Algeria on the other hand, distrusts Morocco’s ambition to re-create the vast Greater Morocco borders of pre-colonial times. Therefore, it uses the Polisario as a pawn and buffer against further expansion by Morocco. For its part, Morocco fears that a free Western Sahara would place an Algerian client state right up against its own borders.


And so the wary, paranoid dance continues - however tantalizing the fruits of a lasting resolution might seem. If Western Sahara did ever become independent, Algeria could use its former client for direct access o the Atlantic, and use the same route to export iron ore from the Gara Djibilet deposit situated on the Algerian border with Western Sahara. Oh, and did I mention that there is a very real prospect of large reserves of oil and natural gas being discovered in Western Sahara?


Morocco has its eye on that potential bonanza. For now, it is gambling that its occupation is being accepted as a fait accompli – by France, by the United States and apparently, even by the likes of New Zealand. The risks involved with the world choosing that route and shelving a just resolution is as real with the Saharawi as it is with the Palestinians. Young Saharawi refugees who have spent their entire lives in the camps are increasingly restive with the stalled diplomatic process, with the corruption among the Polisario, and with the failure of the UN to keep its promises. Reportedly, they want to go back to fighting.

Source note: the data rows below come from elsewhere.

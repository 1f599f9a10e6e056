//! Agent configuration, loaded from YAML at startup.
//!
//! Configuration failures are fatal before any tool invocation; the
//! resulting `AgentConfig` is immutable and passed explicitly to every
//! component — no ambient globals.

use std::path::{Path, PathBuf};

use serde::Deserialize;
use thiserror::Error;

#[derive(Debug, Error)]
pub enum ConfigError {
    #[error("failed to read config file {path}: {message}")]
    Read { path: String, message: String },

    #[error("malformed config: {0}")]
    Parse(String),

    #[error("config has no '{0}' section for the selected provider")]
    MissingProvider(&'static str),

    #[error("invalid config value: {0}")]
    Invalid(String),

    #[error("system prompt file not found: {path}")]
    PromptNotFound { path: String },
}

/// Top-level configuration for the agent.
#[derive(Debug, Clone, Deserialize)]
pub struct AgentConfig {
    /// Provider used when the CLI does not pass `--provider`.
    #[serde(default = "default_provider")]
    pub provider: String,
    /// Bedrock model profile.
    #[serde(default)]
    pub bedrock: Option<ModelProfile>,
    /// OpenAI-compatible model profile.
    #[serde(default)]
    pub openai: Option<ModelProfile>,
    /// Driver-level bounds.
    #[serde(default)]
    pub limits: Limits,
}

fn default_provider() -> String {
    "bedrock".to_string()
}

/// One provider's model settings.
#[derive(Debug, Clone, Deserialize)]
pub struct ModelProfile {
    /// Model identifier (Bedrock model ID or OpenAI model name).
    pub model_id: String,
    /// Path to the system prompt file, relative to the config file.
    pub system_prompt_path: String,
    /// Inference parameters.
    #[serde(default)]
    pub inference: InferenceParams,
}

/// Sampling and length parameters passed to the model.
#[derive(Debug, Clone, Copy, Deserialize)]
pub struct InferenceParams {
    #[serde(default = "default_temperature")]
    pub temperature: f32,
    #[serde(default = "default_max_tokens")]
    pub max_tokens: i32,
    #[serde(default = "default_top_p")]
    pub top_p: f32,
    /// Ask the provider to reuse cached prompt prefixes when supported.
    #[serde(default)]
    pub prompt_caching: bool,
}

fn default_temperature() -> f32 {
    0.2
}
fn default_max_tokens() -> i32 {
    4096
}
fn default_top_p() -> f32 {
    0.9
}

impl Default for InferenceParams {
    fn default() -> Self {
        Self {
            temperature: default_temperature(),
            max_tokens: default_max_tokens(),
            top_p: default_top_p(),
            prompt_caching: false,
        }
    }
}

/// Driver-level bounds, independent of per-tool retries.
#[derive(Debug, Clone, Copy, Deserialize)]
pub struct Limits {
    /// Overall wall-clock bound for one run. Deep runs can take a long
    /// time; the default matches a 200-minute ceiling.
    #[serde(default = "default_run_timeout_secs")]
    pub run_timeout_secs: u64,
    /// Retries for transient model errors at the driver level.
    #[serde(default = "default_tool_error_retries")]
    pub tool_error_retries: u32,
}

fn default_run_timeout_secs() -> u64 {
    12_000
}
fn default_tool_error_retries() -> u32 {
    3
}

impl Default for Limits {
    fn default() -> Self {
        Self {
            run_timeout_secs: default_run_timeout_secs(),
            tool_error_retries: default_tool_error_retries(),
        }
    }
}

impl AgentConfig {
    /// Load and validate config from a YAML file path.
    pub fn from_file(path: &Path) -> Result<Self, ConfigError> {
        let contents = std::fs::read_to_string(path).map_err(|e| ConfigError::Read {
            path: path.display().to_string(),
            message: e.to_string(),
        })?;
        let config: Self =
            serde_yaml::from_str(&contents).map_err(|e| ConfigError::Parse(e.to_string()))?;
        config.validate()?;
        Ok(config)
    }

    fn validate(&self) -> Result<(), ConfigError> {
        for profile in [self.bedrock.as_ref(), self.openai.as_ref()]
            .into_iter()
            .flatten()
        {
            let p = profile.inference;
            if !(0.0..=2.0).contains(&p.temperature) {
                return Err(ConfigError::Invalid(format!(
                    "temperature must be in [0, 2], got {}",
                    p.temperature
                )));
            }
            if !(0.0..=1.0).contains(&p.top_p) {
                return Err(ConfigError::Invalid(format!(
                    "top_p must be in [0, 1], got {}",
                    p.top_p
                )));
            }
            if p.max_tokens < 1 {
                return Err(ConfigError::Invalid(format!(
                    "max_tokens must be >= 1, got {}",
                    p.max_tokens
                )));
            }
        }
        if self.provider != "bedrock" && self.provider != "openai" {
            return Err(ConfigError::Invalid(format!(
                "provider must be 'bedrock' or 'openai', got '{}'",
                self.provider
            )));
        }
        Ok(())
    }

    /// The profile for a provider name, or a config error.
    pub fn profile(&self, provider: &str) -> Result<&ModelProfile, ConfigError> {
        match provider {
            "bedrock" => self
                .bedrock
                .as_ref()
                .ok_or(ConfigError::MissingProvider("bedrock")),
            "openai" => self
                .openai
                .as_ref()
                .ok_or(ConfigError::MissingProvider("openai")),
            _ => Err(ConfigError::Invalid(format!(
                "unsupported provider: {provider}"
            ))),
        }
    }
}

/// Load a system prompt, resolving relative paths against the config
/// file's directory first, then the working directory.
pub fn load_system_prompt(prompt_path: &str, config_path: &Path) -> Result<String, ConfigError> {
    let candidates: Vec<PathBuf> = match config_path.parent() {
        Some(dir) => vec![dir.join(prompt_path), PathBuf::from(prompt_path)],
        None => vec![PathBuf::from(prompt_path)],
    };
    for candidate in &candidates {
        if candidate.is_file() {
            return std::fs::read_to_string(candidate).map_err(|e| ConfigError::Read {
                path: candidate.display().to_string(),
                message: e.to_string(),
            });
        }
    }
    Err(ConfigError::PromptNotFound {
        path: prompt_path.to_string(),
    })
}

#[cfg(test)]
mod tests {
    use super::*;

    #[test]
    fn deserialize_minimal_config() {
        let yaml = r#"
bedrock:
  model_id: us.anthropic.claude-sonnet-4-20250514-v1:0
  system_prompt_path: prompts/ml_cost_analysis.txt
"#;
        let config: AgentConfig = serde_yaml::from_str(yaml).unwrap();
        assert_eq!(config.provider, "bedrock"); // default
        assert_eq!(config.limits.run_timeout_secs, 12_000); // default
        assert_eq!(config.limits.tool_error_retries, 3); // default
        let inference = config.bedrock.unwrap().inference;
        assert_eq!(inference.max_tokens, 4096);
        assert!(!inference.prompt_caching);
    }

    #[test]
    fn deserialize_full_config() {
        let yaml = r#"
provider: openai
bedrock:
  model_id: us.amazon.nova-pro-v1:0
  system_prompt_path: prompts/ml_cost_analysis.txt
  inference:
    temperature: 0.1
    max_tokens: 8192
    top_p: 0.95
    prompt_caching: true
openai:
  model_id: gpt-4o
  system_prompt_path: prompts/ml_cost_analysis.txt
limits:
  run_timeout_secs: 600
  tool_error_retries: 5
"#;
        let config: AgentConfig = serde_yaml::from_str(yaml).unwrap();
        config.validate().unwrap();
        assert_eq!(config.provider, "openai");
        assert_eq!(config.limits.run_timeout_secs, 600);
        assert!(config.bedrock.as_ref().unwrap().inference.prompt_caching);
        assert_eq!(config.profile("openai").unwrap().model_id, "gpt-4o");
    }

    #[test]
    fn out_of_range_temperature_rejected() {
        let yaml = r#"
bedrock:
  model_id: m
  system_prompt_path: p
  inference:
    temperature: 3.5
"#;
        let config: AgentConfig = serde_yaml::from_str(yaml).unwrap();
        assert!(matches!(config.validate(), Err(ConfigError::Invalid(_))));
    }

    #[test]
    fn missing_provider_section_is_an_error() {
        let yaml = r#"
openai:
  model_id: gpt-4o
  system_prompt_path: p
"#;
        let config: AgentConfig = serde_yaml::from_str(yaml).unwrap();
        assert!(matches!(
            config.profile("bedrock"),
            Err(ConfigError::MissingProvider("bedrock"))
        ));
    }

    #[test]
    fn malformed_yaml_is_a_parse_error() {
        let dir = tempfile::TempDir::new().unwrap();
        let path = dir.path().join("config.yaml");
        std::fs::write(&path, "provider: [unclosed").unwrap();
        assert!(matches!(
            AgentConfig::from_file(&path),
            Err(ConfigError::Parse(_))
        ));
    }

    #[test]
    fn prompt_resolves_relative_to_config_dir() {
        let dir = tempfile::TempDir::new().unwrap();
        let prompt_dir = dir.path().join("prompts");
        std::fs::create_dir_all(&prompt_dir).unwrap();
        std::fs::write(prompt_dir.join("system.txt"), "You are an analyst.").unwrap();
        let config_path = dir.path().join("config.yaml");

        let prompt = load_system_prompt("prompts/system.txt", &config_path).unwrap();
        assert_eq!(prompt, "You are an analyst.");
    }

    #[test]
    fn missing_prompt_is_a_config_error() {
        let err = load_system_prompt("nope/missing.txt", Path::new("config.yaml")).unwrap_err();
        assert!(matches!(err, ConfigError::PromptNotFound { .. }));
    }
}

If they do, and Morocco responds militarily by say, shelling the camps on Algerian soil, the Algerians would have no choice but to respond in kind. This would trigger a regional war in North Africa that could make Lebanon look like a picnic. Besides everything else, any rise in regional tension could well leave New Zealand farmers needing to look elsewhere for a cheap supplier to satisfy their fertilizer addiction.


Over coming days and weeks, I will be seeking comment from Phil Goff, and the likes of Sealord and Ravensdown about this phosphate/fisheries trade with Morocco. Not to mention comment from the trade unionists who will be unloading those phosphate cargoes from the Cake, in Lyttleton and in Napier.